● **WHAT IS REQUIRED**: Copy nothing from the entries below except the lines from the one containing "repository 5b933366e2520820" through the one containing "struct ConnectionSetup;", and copy those exactly.

● **DATA LISTING**:
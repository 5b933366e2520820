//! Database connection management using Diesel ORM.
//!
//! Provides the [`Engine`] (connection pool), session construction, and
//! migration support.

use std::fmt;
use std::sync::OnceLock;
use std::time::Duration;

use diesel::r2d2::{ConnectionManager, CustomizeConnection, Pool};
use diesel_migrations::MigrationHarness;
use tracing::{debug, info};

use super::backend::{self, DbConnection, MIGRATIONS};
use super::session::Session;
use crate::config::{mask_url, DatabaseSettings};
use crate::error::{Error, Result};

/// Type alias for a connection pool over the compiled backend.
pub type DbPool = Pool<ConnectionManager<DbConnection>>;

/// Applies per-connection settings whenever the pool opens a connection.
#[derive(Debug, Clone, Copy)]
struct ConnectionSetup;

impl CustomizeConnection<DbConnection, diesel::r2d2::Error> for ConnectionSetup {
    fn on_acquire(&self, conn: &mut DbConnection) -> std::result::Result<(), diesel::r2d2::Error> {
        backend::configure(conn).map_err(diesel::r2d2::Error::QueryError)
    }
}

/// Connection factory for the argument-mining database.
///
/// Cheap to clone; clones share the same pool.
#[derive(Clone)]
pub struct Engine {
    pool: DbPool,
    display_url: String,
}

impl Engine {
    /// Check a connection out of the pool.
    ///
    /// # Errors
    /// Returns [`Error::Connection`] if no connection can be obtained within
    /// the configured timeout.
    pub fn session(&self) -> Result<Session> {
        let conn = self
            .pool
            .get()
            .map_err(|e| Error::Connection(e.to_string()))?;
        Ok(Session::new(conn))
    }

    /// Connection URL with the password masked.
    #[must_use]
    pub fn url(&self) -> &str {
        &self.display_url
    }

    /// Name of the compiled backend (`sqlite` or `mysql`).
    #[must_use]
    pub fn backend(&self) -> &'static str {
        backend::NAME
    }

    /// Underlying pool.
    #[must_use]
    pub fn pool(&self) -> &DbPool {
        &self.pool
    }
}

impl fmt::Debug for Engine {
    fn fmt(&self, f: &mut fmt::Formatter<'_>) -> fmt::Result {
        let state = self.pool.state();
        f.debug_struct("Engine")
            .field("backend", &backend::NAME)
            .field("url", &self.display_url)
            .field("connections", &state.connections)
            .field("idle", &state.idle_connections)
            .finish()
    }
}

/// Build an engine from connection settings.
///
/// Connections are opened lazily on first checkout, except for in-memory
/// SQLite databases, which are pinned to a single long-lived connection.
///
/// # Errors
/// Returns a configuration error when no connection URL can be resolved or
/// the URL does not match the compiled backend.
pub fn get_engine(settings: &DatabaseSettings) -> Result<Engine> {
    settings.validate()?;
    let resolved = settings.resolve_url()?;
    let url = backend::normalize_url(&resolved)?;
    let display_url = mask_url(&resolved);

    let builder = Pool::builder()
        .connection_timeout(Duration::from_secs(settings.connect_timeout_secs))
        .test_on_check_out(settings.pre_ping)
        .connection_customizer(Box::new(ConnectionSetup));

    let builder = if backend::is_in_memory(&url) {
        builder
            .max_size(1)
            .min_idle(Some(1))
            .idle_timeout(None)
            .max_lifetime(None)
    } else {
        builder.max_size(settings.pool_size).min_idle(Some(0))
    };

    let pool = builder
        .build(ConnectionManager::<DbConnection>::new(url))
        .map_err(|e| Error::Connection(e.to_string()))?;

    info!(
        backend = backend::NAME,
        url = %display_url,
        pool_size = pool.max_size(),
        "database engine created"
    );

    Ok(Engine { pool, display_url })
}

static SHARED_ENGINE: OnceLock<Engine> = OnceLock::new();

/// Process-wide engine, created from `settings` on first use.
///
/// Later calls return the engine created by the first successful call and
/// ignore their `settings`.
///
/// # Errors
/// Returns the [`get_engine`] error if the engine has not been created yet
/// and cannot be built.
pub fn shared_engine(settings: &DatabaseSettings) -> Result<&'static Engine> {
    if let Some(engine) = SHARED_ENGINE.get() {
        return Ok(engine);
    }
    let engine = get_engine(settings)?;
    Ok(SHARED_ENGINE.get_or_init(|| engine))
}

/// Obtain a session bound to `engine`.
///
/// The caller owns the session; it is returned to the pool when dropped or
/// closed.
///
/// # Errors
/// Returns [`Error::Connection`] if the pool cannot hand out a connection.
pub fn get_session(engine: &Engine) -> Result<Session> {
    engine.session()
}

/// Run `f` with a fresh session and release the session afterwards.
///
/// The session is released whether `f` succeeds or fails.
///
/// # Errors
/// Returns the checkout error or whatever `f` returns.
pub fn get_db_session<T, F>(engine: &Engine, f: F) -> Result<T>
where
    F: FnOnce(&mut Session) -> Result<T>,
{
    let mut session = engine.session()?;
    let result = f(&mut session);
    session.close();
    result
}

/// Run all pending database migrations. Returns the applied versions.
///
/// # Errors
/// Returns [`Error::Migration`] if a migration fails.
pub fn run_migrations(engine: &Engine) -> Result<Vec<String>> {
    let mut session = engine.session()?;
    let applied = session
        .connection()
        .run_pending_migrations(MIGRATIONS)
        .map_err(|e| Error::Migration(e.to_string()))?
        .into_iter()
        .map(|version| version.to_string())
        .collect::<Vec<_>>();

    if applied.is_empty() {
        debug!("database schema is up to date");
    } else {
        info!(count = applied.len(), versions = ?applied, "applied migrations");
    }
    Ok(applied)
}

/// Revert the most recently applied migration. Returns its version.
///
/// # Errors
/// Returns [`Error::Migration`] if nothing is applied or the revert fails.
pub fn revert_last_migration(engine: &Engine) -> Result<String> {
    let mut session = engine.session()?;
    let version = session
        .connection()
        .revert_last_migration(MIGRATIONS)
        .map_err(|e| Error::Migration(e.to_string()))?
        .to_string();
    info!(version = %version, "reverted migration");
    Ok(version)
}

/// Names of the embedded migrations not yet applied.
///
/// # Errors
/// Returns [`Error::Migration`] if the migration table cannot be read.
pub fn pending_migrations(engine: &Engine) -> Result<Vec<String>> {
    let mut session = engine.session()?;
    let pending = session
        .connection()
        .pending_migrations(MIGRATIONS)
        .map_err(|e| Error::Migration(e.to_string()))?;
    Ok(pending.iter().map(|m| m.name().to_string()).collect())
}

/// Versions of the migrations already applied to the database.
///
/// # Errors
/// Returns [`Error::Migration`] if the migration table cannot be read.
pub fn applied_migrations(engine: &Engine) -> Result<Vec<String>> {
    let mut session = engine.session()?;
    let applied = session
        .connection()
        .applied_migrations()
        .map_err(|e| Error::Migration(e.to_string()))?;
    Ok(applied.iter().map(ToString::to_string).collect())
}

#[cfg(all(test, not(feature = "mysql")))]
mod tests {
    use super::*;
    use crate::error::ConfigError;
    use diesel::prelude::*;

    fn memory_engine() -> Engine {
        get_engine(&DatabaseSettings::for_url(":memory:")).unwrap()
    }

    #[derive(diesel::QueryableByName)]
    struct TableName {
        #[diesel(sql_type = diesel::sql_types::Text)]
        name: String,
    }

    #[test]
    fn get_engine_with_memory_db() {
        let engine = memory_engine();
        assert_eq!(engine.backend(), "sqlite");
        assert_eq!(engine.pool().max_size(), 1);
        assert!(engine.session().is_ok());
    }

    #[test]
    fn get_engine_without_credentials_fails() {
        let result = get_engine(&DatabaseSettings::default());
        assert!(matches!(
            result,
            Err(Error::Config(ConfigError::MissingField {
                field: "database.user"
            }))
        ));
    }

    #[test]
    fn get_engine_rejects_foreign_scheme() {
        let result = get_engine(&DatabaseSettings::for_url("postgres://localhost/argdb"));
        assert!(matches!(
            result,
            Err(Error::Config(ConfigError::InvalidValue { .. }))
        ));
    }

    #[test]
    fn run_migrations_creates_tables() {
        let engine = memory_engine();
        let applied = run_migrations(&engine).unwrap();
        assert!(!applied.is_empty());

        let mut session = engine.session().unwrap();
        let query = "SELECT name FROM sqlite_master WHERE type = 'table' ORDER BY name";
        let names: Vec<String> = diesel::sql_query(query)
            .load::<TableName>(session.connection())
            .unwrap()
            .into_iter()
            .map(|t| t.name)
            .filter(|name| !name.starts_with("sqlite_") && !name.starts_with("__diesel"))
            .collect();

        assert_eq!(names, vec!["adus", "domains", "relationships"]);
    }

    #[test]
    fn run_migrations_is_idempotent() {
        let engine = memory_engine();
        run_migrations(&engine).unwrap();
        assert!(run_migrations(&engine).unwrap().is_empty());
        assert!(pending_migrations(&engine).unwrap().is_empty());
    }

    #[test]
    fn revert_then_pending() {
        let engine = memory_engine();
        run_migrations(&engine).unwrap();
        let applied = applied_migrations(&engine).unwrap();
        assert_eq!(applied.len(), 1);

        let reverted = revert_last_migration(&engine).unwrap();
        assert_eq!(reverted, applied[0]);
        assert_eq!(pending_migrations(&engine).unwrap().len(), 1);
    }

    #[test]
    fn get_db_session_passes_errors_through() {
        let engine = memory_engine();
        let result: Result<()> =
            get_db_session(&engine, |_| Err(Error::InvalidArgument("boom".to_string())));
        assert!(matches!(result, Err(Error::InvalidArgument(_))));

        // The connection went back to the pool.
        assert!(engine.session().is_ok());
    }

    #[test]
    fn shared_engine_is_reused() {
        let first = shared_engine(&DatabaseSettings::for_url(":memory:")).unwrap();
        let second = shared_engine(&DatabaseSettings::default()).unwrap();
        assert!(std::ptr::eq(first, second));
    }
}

==

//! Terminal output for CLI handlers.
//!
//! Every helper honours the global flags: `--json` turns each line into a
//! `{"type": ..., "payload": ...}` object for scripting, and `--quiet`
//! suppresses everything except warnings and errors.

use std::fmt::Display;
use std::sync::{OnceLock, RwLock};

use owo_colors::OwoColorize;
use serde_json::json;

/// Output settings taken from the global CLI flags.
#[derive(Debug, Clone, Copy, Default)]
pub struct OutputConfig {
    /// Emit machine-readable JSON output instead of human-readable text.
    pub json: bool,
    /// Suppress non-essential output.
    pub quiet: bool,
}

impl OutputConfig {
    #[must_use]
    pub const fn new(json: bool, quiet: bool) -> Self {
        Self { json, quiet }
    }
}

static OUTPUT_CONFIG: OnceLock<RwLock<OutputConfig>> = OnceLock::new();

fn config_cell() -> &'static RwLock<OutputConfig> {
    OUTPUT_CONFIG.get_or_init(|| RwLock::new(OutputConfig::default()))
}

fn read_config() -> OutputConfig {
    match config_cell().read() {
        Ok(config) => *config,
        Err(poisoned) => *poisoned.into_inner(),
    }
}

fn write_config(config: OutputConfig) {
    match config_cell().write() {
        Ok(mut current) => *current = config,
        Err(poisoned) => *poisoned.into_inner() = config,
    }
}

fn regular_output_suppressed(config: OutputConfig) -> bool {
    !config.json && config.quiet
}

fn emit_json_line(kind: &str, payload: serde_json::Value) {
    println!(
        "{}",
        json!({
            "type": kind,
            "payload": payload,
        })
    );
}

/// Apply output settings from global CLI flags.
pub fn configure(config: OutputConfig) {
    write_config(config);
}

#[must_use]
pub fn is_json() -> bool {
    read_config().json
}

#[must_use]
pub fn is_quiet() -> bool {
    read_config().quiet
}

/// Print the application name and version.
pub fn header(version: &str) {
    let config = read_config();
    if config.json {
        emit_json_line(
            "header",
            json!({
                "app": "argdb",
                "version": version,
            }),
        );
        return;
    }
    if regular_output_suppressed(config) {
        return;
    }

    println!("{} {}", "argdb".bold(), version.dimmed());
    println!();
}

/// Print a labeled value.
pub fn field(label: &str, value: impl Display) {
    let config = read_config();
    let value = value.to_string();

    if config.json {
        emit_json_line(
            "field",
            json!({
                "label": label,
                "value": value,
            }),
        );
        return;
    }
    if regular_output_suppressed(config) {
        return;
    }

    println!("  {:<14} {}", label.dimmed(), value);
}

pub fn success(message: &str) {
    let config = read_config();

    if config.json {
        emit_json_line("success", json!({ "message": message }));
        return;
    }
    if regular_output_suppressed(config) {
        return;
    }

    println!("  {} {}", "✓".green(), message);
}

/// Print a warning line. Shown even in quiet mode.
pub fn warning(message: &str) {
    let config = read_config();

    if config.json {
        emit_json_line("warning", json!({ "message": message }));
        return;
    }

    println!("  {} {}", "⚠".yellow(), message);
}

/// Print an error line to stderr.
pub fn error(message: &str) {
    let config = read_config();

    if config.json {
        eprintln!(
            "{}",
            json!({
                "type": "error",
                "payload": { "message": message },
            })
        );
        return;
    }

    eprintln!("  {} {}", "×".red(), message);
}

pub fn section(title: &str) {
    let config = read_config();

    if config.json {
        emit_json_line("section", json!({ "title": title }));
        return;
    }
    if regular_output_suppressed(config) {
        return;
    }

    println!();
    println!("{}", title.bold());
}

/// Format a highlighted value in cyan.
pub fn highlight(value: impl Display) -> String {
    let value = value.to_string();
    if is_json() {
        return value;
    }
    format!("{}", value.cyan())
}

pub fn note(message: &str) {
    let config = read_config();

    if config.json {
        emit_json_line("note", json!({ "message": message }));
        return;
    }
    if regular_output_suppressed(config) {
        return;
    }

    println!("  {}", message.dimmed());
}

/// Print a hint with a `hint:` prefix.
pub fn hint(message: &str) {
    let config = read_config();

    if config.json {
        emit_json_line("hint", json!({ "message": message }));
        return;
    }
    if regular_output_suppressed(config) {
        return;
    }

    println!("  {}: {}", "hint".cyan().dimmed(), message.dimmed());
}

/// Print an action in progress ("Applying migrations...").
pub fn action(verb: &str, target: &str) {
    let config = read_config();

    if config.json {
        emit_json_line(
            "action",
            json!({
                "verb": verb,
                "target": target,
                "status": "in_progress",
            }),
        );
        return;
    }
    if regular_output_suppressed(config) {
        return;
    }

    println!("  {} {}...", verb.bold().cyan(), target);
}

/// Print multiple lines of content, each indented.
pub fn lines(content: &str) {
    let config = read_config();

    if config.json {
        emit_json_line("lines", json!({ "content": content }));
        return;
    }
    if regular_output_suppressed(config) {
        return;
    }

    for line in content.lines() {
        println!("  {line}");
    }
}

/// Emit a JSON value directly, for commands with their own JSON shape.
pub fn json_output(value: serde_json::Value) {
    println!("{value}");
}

● **TASK RESPONSE**:
repository 5b933366e2520820
//! Database connection management using Diesel ORM.
//!
//! Provides the [`Engine`] (connection pool), session construction, and
//! migration support.

use std::fmt;
use std::sync::OnceLock;
use std::time::Duration;

use diesel::r2d2::{ConnectionManager, CustomizeConnection, Pool};
use diesel_migrations::MigrationHarness;
use tracing::{debug, info};

use super::backend::{self, DbConnection, MIGRATIONS};
use super::session::Session;
use crate::config::{mask_url, DatabaseSettings};
use crate::error::{Error, Result};

/// Type alias for a connection pool over the compiled backend.
pub type DbPool = Pool<ConnectionManager<DbConnection>>;

/// Applies per-connection settings whenever the pool opens a connection.
#[derive(Debug, Clone, Copy)]
struct ConnectionSetup;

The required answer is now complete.